◆ Task brief ◆
The response must be a precise copy of the records that follow.

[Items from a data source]
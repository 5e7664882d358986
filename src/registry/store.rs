//! In-memory, insertion-ordered code store

use thiserror::Error;
use tokio::sync::RwLock;
use tracing::debug;

use super::types::{CodeId, CodeRecord};

/// Error type for store operations
#[derive(Error, Debug, Clone, PartialEq, Eq)]
pub enum StoreError {
    #[error("code text already exists: {text}")]
    DuplicateText { text: String },

    #[error("no code record with id {id}")]
    NotFound { id: String },

    #[error("record {id} is confirmed and cannot be deleted")]
    ConfirmedImmutable { id: String },

    #[error("code text must not be empty")]
    EmptyText,
}

/// The document collection behind the registry API. Enforces the registry
/// invariants: unique non-empty `text`, one-way confirm, and confirmed
/// records immutable to deletion.
#[derive(Debug, Default)]
pub struct CodeStore {
    records: RwLock<Vec<CodeRecord>>,
}

impl CodeStore {
    pub fn new() -> Self {
        Self::default()
    }

    /// Create a record for `text` with `confirmed = false`
    pub async fn add(&self, text: &str) -> Result<CodeRecord, StoreError> {
        let text = text.trim();
        if text.is_empty() {
            return Err(StoreError::EmptyText);
        }

        let mut records = self.records.write().await;
        if records.iter().any(|record| record.text == text) {
            return Err(StoreError::DuplicateText {
                text: text.to_string(),
            });
        }

        let record = CodeRecord {
            id: CodeId::generate(),
            text: text.to_string(),
            confirmed: false,
        };
        debug!(id = %record.id, text = %record.text, "code record created");
        records.push(record.clone());

        Ok(record)
    }

    /// All records in insertion order
    pub async fn list(&self) -> Vec<CodeRecord> {
        self.records.read().await.clone()
    }

    /// Mark the record as confirmed. The transition is one-way; confirming
    /// an already-confirmed record returns it unchanged.
    pub async fn confirm(&self, id: &CodeId) -> Result<CodeRecord, StoreError> {
        let mut records = self.records.write().await;
        let record = records
            .iter_mut()
            .find(|record| &record.id == id)
            .ok_or_else(|| StoreError::NotFound { id: id.to_string() })?;

        record.confirmed = true;
        Ok(record.clone())
    }

    /// Remove an unconfirmed record
    pub async fn remove(&self, id: &CodeId) -> Result<CodeRecord, StoreError> {
        let mut records = self.records.write().await;
        let position = records
            .iter()
            .position(|record| &record.id == id)
            .ok_or_else(|| StoreError::NotFound { id: id.to_string() })?;

        if records[position].confirmed {
            return Err(StoreError::ConfirmedImmutable { id: id.to_string() });
        }

        Ok(records.remove(position))
    }

    pub async fn len(&self) -> usize {
        self.records.read().await.len()
    }

    pub async fn is_empty(&self) -> bool {
        self.records.read().await.is_empty()
    }
}

#[cfg(test)]
mod tests {
    use super::*;

    #[tokio::test]
    async fn test_add_rejects_duplicate_text() {
        let store = CodeStore::new();
        store.add("A").await.unwrap();

        let error = store.add("A").await.unwrap_err();
        assert_eq!(
            error,
            StoreError::DuplicateText {
                text: "A".to_string()
            }
        );
        assert_eq!(store.len().await, 1);
    }

    #[tokio::test]
    async fn test_add_rejects_empty_text() {
        let store = CodeStore::new();
        assert_eq!(store.add("   ").await.unwrap_err(), StoreError::EmptyText);
        assert!(store.is_empty().await);
    }

    #[tokio::test]
    async fn test_list_preserves_insertion_order() {
        let store = CodeStore::new();
        store.add("A").await.unwrap();
        store.add("B").await.unwrap();
        store.add("C").await.unwrap();

        let texts: Vec<_> = store
            .list()
            .await
            .into_iter()
            .map(|record| record.text)
            .collect();
        assert_eq!(texts, vec!["A", "B", "C"]);
    }

    #[tokio::test]
    async fn test_confirm_is_one_way_and_idempotent() {
        let store = CodeStore::new();
        let record = store.add("A").await.unwrap();
        assert!(!record.confirmed);

        let confirmed = store.confirm(&record.id).await.unwrap();
        assert!(confirmed.confirmed);

        // Second confirm returns the already-confirmed record
        let again = store.confirm(&record.id).await.unwrap();
        assert!(again.confirmed);
    }

    #[tokio::test]
    async fn test_confirm_unknown_id_is_not_found() {
        let store = CodeStore::new();
        let error = store.confirm(&CodeId::from("missing")).await.unwrap_err();
        assert!(matches!(error, StoreError::NotFound { .. }));
    }

    #[tokio::test]
    async fn test_remove_rejects_confirmed_record() {
        let store = CodeStore::new();
        let record = store.add("A").await.unwrap();
        store.confirm(&record.id).await.unwrap();

        let error = store.remove(&record.id).await.unwrap_err();
        assert!(matches!(error, StoreError::ConfirmedImmutable { .. }));
        assert_eq!(store.len().await, 1);
    }

    #[tokio::test]
    async fn test_remove_unconfirmed_record() {
        let store = CodeStore::new();
        let record = store.add("A").await.unwrap();

        let removed = store.remove(&record.id).await.unwrap();
        assert_eq!(removed.text, "A");
        assert!(store.is_empty().await);
    }
}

◆ Task result ◆
repository 5e7664882d358986
filename src/registry/store.rs
//! In-memory, insertion-ordered code store

use thiserror::Error;
use tokio::sync::RwLock;
use tracing::debug;

use super::types::{CodeId, CodeRecord};

/// Error type for store operations
#[derive(Error, Debug, Clone, PartialEq, Eq)]
pub enum StoreError {
    #[error("code text already exists: {text}")]
    DuplicateText { text: String },

    #[error("no code record with id {id}")]
    NotFound { id: String },

    #[error("record {id} is confirmed and cannot be deleted")]
    ConfirmedImmutable { id: String },

    #[error("code text must not be empty")]
    EmptyText,
}

/// The document collection behind the registry API. Enforces the registry
/// invariants: unique non-empty `text`, one-way confirm, and confirmed
/// records immutable to deletion.
#[derive(Debug, Default)]
pub struct CodeStore {
    records: RwLock<Vec<CodeRecord>>,
}

impl CodeStore {
    pub fn new() -> Self {
        Self::default()
    }

    /// Create a record for `text` with `confirmed = false`
    pub async fn add(&self, text: &str) -> Result<CodeRecord, StoreError> {
        let text = text.trim();
        if text.is_empty() {
            return Err(StoreError::EmptyText);
        }

        let mut records = self.records.write().await;
        if records.iter().any(|record| record.text == text) {
            return Err(StoreError::DuplicateText {
                text: text.to_string(),
            });
        }

        let record = CodeRecord {
            id: CodeId::generate(),
            text: text.to_string(),
            confirmed: false,
        };
        debug!(id = %record.id, text = %record.text, "code record created");
        records.push(record.clone());

        Ok(record)
    }

    /// All records in insertion order
    pub async fn list(&self) -> Vec<CodeRecord> {
        self.records.read().await.clone()
    }

    /// Mark the record as confirmed. The transition is one-way; confirming
    /// an already-confirmed record returns it unchanged.
    pub async fn confirm(&self, id: &CodeId) -> Result<CodeRecord, StoreError> {
        let mut records = self.records.write().await;
        let record = records
            .iter_mut()
            .find(|record| &record.id == id)
            .ok_or_else(|| StoreError::NotFound { id: id.to_string() })?;

        record.confirmed = true;
        Ok(record.clone())
    }

    /// Remove an unconfirmed record
    pub async fn remove(&self, id: &CodeId) -> Result<CodeRecord, StoreError> {
        let mut records = self.records.write().await;
        let position = records
            .iter()
            .position(|record| &record.id == id)
            .ok_or_else(|| StoreError::NotFound { id: id.to_string() })?;

        if records[position].confirmed {
            return Err(StoreError::ConfirmedImmutable { id: id.to_string() });
        }

        Ok(records.remove(position))
    }

    pub async fn len(&self) -> usize {
        self.records.read().await.len()
    }

    pub async fn is_empty(&self) -> bool {
        self.records.read().await.is_empty()
    }
}

#[cfg(test)]
mod tests {
    use super::*;

    #[tokio::test]
    async fn test_add_rejects_duplicate_text() {
        let store = CodeStore::new();
        store.add("A").await.unwrap();

        let error = store.add("A").await.unwrap_err();
        assert_eq!(
            error,
            StoreError::DuplicateText {
                text: "A".to_string()
            }
        );
        assert_eq!(store.len().await, 1);
    }

    #[tokio::test]
    async fn test_add_rejects_empty_text() {
        let store = CodeStore::new();
        assert_eq!(store.add("   ").await.unwrap_err(), StoreError::EmptyText);
        assert!(store.is_empty().await);
    }

    #[tokio::test]
    async fn test_list_preserves_insertion_order() {
        let store = CodeStore::new();
        store.add("A").await.unwrap();
        store.add("B").await.unwrap();
        store.add("C").await.unwrap();

        let texts: Vec<_> = store
            .list()
            .await
            .into_iter()
            .map(|record| record.text)
            .collect();
        assert_eq!(texts, vec!["A", "B", "C"]);
    }

    #[tokio::test]
    async fn test_confirm_is_one_way_and_idempotent() {
        let store = CodeStore::new();
        let record = store.add("A").await.unwrap();
        assert!(!record.confirmed);

        let confirmed = store.confirm(&record.id).await.unwrap();
        assert!(confirmed.confirmed);

        // Second confirm returns the already-confirmed record
        let again = store.confirm(&record.id).await.unwrap();
        assert!(again.confirmed);
    }

    #[tokio::test]
    async fn test_confirm_unknown_id_is_not_found() {
        let store = CodeStore::new();
        let error = store.confirm(&CodeId::from("missing")).await.unwrap_err();
        assert!(matches!(error, StoreError::NotFound { .. }));
    }

    #[tokio::test]
    async fn test_remove_rejects_confirmed_record() {
        let store = CodeStore::new();
        let record = store.add("A").await.unwrap();
        store.confirm(&record.id).await.unwrap();

        let error = store.remove(&record.id).await.unwrap_err();
        assert!(matches!(error, StoreError::ConfirmedImmutable { .. }));
        assert_eq!(store.len().await, 1);
    }

    #[tokio::test]
    async fn test_remove_unconfirmed_record() {
        let store = CodeStore::new();
        let record = store.add("A").await.unwrap();

        let removed = store.remove(&record.id).await.unwrap();
        assert_eq!(removed.text, "A");
        assert!(store.is_empty().await);
    }
}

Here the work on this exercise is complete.